Even more clear-cut, 496 heterosexual men were cautioned in 1994 for the consensual offence of ‘unlawful sexual intercourse’ with a girl under 16 (but over 13). While supporters of this law say it is solely concerned with protecting young girls against the predatory advances of much older men, 77.4 per cent of those cautioned were below the age of 21, and only 4.4 per cent were over the age of 30. For this offence without victims, 202 males were prosecuted and 205 were convicted.* Sixty were imprisoned, including four under-21s.

Of the men found guilty, 16 were aged 14-17, and 42 were between 18 and 20 (14-20 year olds thus comprised more than a quarter of all convictions). Only 22 of those successfully prosecuted were aged 40-plus (slightly more than 10 per cent), which demolishes the myth that this law is only ever invoked against the stereotypical ‘dirty old man’.

As these prosecutions indicate, the law is very confused and contradictory. It may sometimes protect, but it can also persecute. The double-standards are startlingly evident with regard to the definition of when a person is deemed to be legally responsible for their behaviour. Although the age of criminal responsibility is ten, people under the age of 16 are said by the law to be incapable of sexual consent. The implication is that a decision to have consensual sex is more serious and complex than a decision to commit robbery or rape. The 10 year old killers of James Bulger were declared old enough to know what they were doing and be convicted of murder. But if they’d had sex with each other, and said they’d consented, the courts would have ruled that they were too young to understand what is involved in a sexual relationship.

Since children can be held responsible for criminal behaviour from the age of ten, it is surely illogical for the legal system to maintain the fiction that everyone below 16 is unable to consent to sex.

The law needs to be consistent. Lifting the blanket ban on sex under 16 – 14 is now the average age of first sexual experience – would begin to tackle this anomaly, removing the threat of criminalisation from sexually-active under-age young people.

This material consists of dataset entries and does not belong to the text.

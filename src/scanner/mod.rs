//! Host BLE subsystem abstraction.
//!
//! Coordinators never drive the radio themselves. They subscribe to pushed
//! advertisements, peek at the backend's advertisement cache and issue bounded
//! scan requests through [`AdvertisementSource`], which a backend (BlueZ via
//! `bluer`, or a fake in tests) implements.

#[cfg(feature = "bluer")]
pub mod bluer;

use crate::address::DeviceAddress;
use chrono::{DateTime, Utc};
use futures::future::BoxFuture;
use std::collections::BTreeMap;
use std::fmt;
use std::time::Duration;
use thiserror::Error;
use tokio::sync::mpsc;
use tokio::task::JoinHandle;

/// Error type for scanner operations.
#[derive(Error, Debug)]
pub enum ScanError {
    /// Bluetooth/adapter related error
    #[error("Bluetooth error: {0}")]
    Bluetooth(String),
    /// Backend not available (not compiled in)
    #[error("Backend '{0}' not available (not compiled in)")]
    BackendNotAvailable(String),
}

/// Channel buffer size for pushed advertisements.
pub const ADVERTISEMENT_CHANNEL_BUFFER_SIZE: usize = 100;

/// One advertisement as observed by the host BLE subsystem.
#[derive(Debug, Clone, PartialEq, Eq)]
pub struct Advertisement {
    pub address: DeviceAddress,
    /// Manufacturer-specific data keyed by company ID, company ID bytes stripped
    pub manufacturer_data: BTreeMap<u16, Vec<u8>>,
    /// When the backend observed the advertisement; doubles as its identity
    pub timestamp: Option<DateTime<Utc>>,
    pub connectable: bool,
}

impl Advertisement {
    pub fn has_manufacturer_data(&self) -> bool {
        !self.manufacturer_data.is_empty()
    }
}

/// Scanning mode requested from the backend.
#[derive(Debug, Clone, Copy, PartialEq, Eq, Hash)]
pub enum ScanMode {
    /// Listen only
    Passive,
    /// Also request scan responses; costs more power
    Active,
}

impl fmt::Display for ScanMode {
    fn fmt(&self, f: &mut fmt::Formatter<'_>) -> fmt::Result {
        match self {
            ScanMode::Passive => write!(f, "passive"),
            ScanMode::Active => write!(f, "active"),
        }
    }
}

/// Result of a bounded wait for an advertisement.
///
/// A timeout is an ordinary outcome, not an error.
#[derive(Debug, Clone, PartialEq, Eq)]
pub enum WaitOutcome {
    Hit(Advertisement),
    Timeout,
}

/// Predicate applied to advertisements during a bounded wait.
pub type AdvertisementPredicate<'a> = &'a (dyn Fn(&Advertisement) -> bool + Send + Sync);

/// A live stream of pushed advertisements.
///
/// Dropping the subscription, or calling [`Subscription::unsubscribe`],
/// stops the backend task feeding it.
#[derive(Debug)]
pub struct Subscription {
    receiver: mpsc::Receiver<Advertisement>,
    task: Option<JoinHandle<()>>,
}

impl Subscription {
    pub fn new(receiver: mpsc::Receiver<Advertisement>, task: Option<JoinHandle<()>>) -> Self {
        Self { receiver, task }
    }

    /// Next pushed advertisement, or `None` once the stream has ended.
    pub async fn recv(&mut self) -> Option<Advertisement> {
        self.receiver.recv().await
    }

    /// Stop receiving. Safe to call more than once.
    pub fn unsubscribe(&mut self) {
        if let Some(task) = self.task.take() {
            task.abort();
        }
        self.receiver.close();
    }

    /// Wait for the first advertisement accepted by `predicate`.
    ///
    /// Returns `None` if the stream ends first.
    pub async fn first_matching(
        &mut self,
        predicate: AdvertisementPredicate<'_>,
    ) -> Option<Advertisement> {
        while let Some(advertisement) = self.recv().await {
            if predicate(&advertisement) {
                return Some(advertisement);
            }
        }
        None
    }
}

impl Drop for Subscription {
    fn drop(&mut self) {
        self.unsubscribe();
    }
}

/// The host BLE subsystem as seen by a coordinator.
pub trait AdvertisementSource: Send + Sync {
    /// Stream advertisements from `address` as they arrive.
    fn subscribe(
        &self,
        address: DeviceAddress,
        mode: ScanMode,
    ) -> BoxFuture<'_, Result<Subscription, ScanError>>;

    /// Most recent advertisement from `address` in the backend's cache,
    /// without waiting.
    fn last_advertisement(&self, address: DeviceAddress) -> BoxFuture<'_, Option<Advertisement>>;

    /// Wait up to `timeout` for an advertisement from `address` accepted by
    /// `predicate`.
    fn wait_for_advertisement<'a>(
        &'a self,
        address: DeviceAddress,
        predicate: AdvertisementPredicate<'a>,
        mode: ScanMode,
        timeout: Duration,
    ) -> BoxFuture<'a, Result<WaitOutcome, ScanError>>;
}

/// Wait for a matching advertisement on a fresh subscription.
///
/// Backends whose scans are plain subscriptions can implement
/// [`AdvertisementSource::wait_for_advertisement`] with this.
pub async fn wait_on_subscription(
    source: &(impl AdvertisementSource + ?Sized),
    address: DeviceAddress,
    predicate: AdvertisementPredicate<'_>,
    mode: ScanMode,
    timeout: Duration,
) -> Result<WaitOutcome, ScanError> {
    let mut subscription = source.subscribe(address, mode).await?;
    let outcome = tokio::time::timeout(timeout, subscription.first_matching(predicate)).await;
    subscription.unsubscribe();

    Ok(match outcome {
        Ok(Some(advertisement)) => WaitOutcome::Hit(advertisement),
        Ok(None) | Err(_) => WaitOutcome::Timeout,
    })
}

#[cfg(test)]
mod tests {
    use super::*;
    use crate::test_utils::{TEST_ADDRESS, advertisement, at};

    #[test]
    fn test_scan_error_display() {
        let err = ScanError::Bluetooth("adapter off".to_string());
        assert_eq!(err.to_string(), "Bluetooth error: adapter off");

        let err = ScanError::BackendNotAvailable("bluer".to_string());
        assert_eq!(
            err.to_string(),
            "Backend 'bluer' not available (not compiled in)"
        );
    }

    #[test]
    fn test_scan_mode_display() {
        assert_eq!(ScanMode::Passive.to_string(), "passive");
        assert_eq!(ScanMode::Active.to_string(), "active");
    }

    #[tokio::test]
    async fn test_subscription_first_matching_skips_rejected() {
        let (tx, rx) = mpsc::channel(4);
        let mut subscription = Subscription::new(rx, None);

        let empty = Advertisement {
            manufacturer_data: BTreeMap::new(),
            ..advertisement(TEST_ADDRESS, &[], Some(at(1)))
        };
        let wanted = advertisement(TEST_ADDRESS, &[0x01], Some(at(2)));
        tx.send(empty).await.unwrap();
        tx.send(wanted.clone()).await.unwrap();

        let found = subscription
            .first_matching(&Advertisement::has_manufacturer_data)
            .await;
        assert_eq!(found, Some(wanted));
    }

    #[tokio::test]
    async fn test_unsubscribe_is_idempotent_and_ends_stream() {
        let (tx, rx) = mpsc::channel(4);
        let mut subscription = Subscription::new(rx, None);

        subscription.unsubscribe();
        subscription.unsubscribe();

        assert!(tx.send(advertisement(TEST_ADDRESS, &[0x00], None)).await.is_err());
        assert_eq!(subscription.recv().await, None);
    }

    #[tokio::test]
    async fn test_unsubscribe_aborts_feeding_task() {
        let (_tx, rx) = mpsc::channel::<Advertisement>(1);
        let (alive_tx, alive_rx) = tokio::sync::oneshot::channel::<()>();
        let task = tokio::spawn(async move {
            let _alive = alive_tx;
            std::future::pending::<()>().await;
        });
        let mut subscription = Subscription::new(rx, Some(task));

        subscription.unsubscribe();
        // The sender is dropped only when the aborted task is torn down.
        assert!(alive_rx.await.is_err());
    }
}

Nevertheless, any minimum age – whether it is 16 or 14 – is inevitably arbitrary and fails to acknowledge that different people mature sexually at different ages. A few might be ready for sex at 12; others not until they’re 20. Having a single, inflexible age of consent doesn’t take into account these differences. It dogmatically imposes a limit, regardless of individual circumstances.

It is obviously absurd the way the present law penalises a person just over the minimum age who has sex with someone just below that age, even if there are only a few weeks difference in their birth dates.

Perhaps there should be an element of flexibility in the age of consent? Whatever we decide the age of consent should be, sex involving young people under that age could cease to be prosecuted, providing both partners consent and there is no more than three years difference in their ages. A mutually agreed relationship between a 13 year old and a 15 year old, for example, perhaps should not result in legal action. Similar flexibility in the age of consent already exists, to varying degrees, in German, Swiss and Israeli law.

Reform along these lines would acknowledge the reality that many under-age young people have sexual feelings, and some experiment sexually with each other, even before their teenage years. If this sex play is consensual, and no one is hurt or complains, is a prosecution in the public interest? Is it in the child’s interest?

Having a maximum three-year age gap would give the under-aged greater legal leeway to make their own choices about who they have sex with, while also offering them protection against pressure and manipulation by those much older.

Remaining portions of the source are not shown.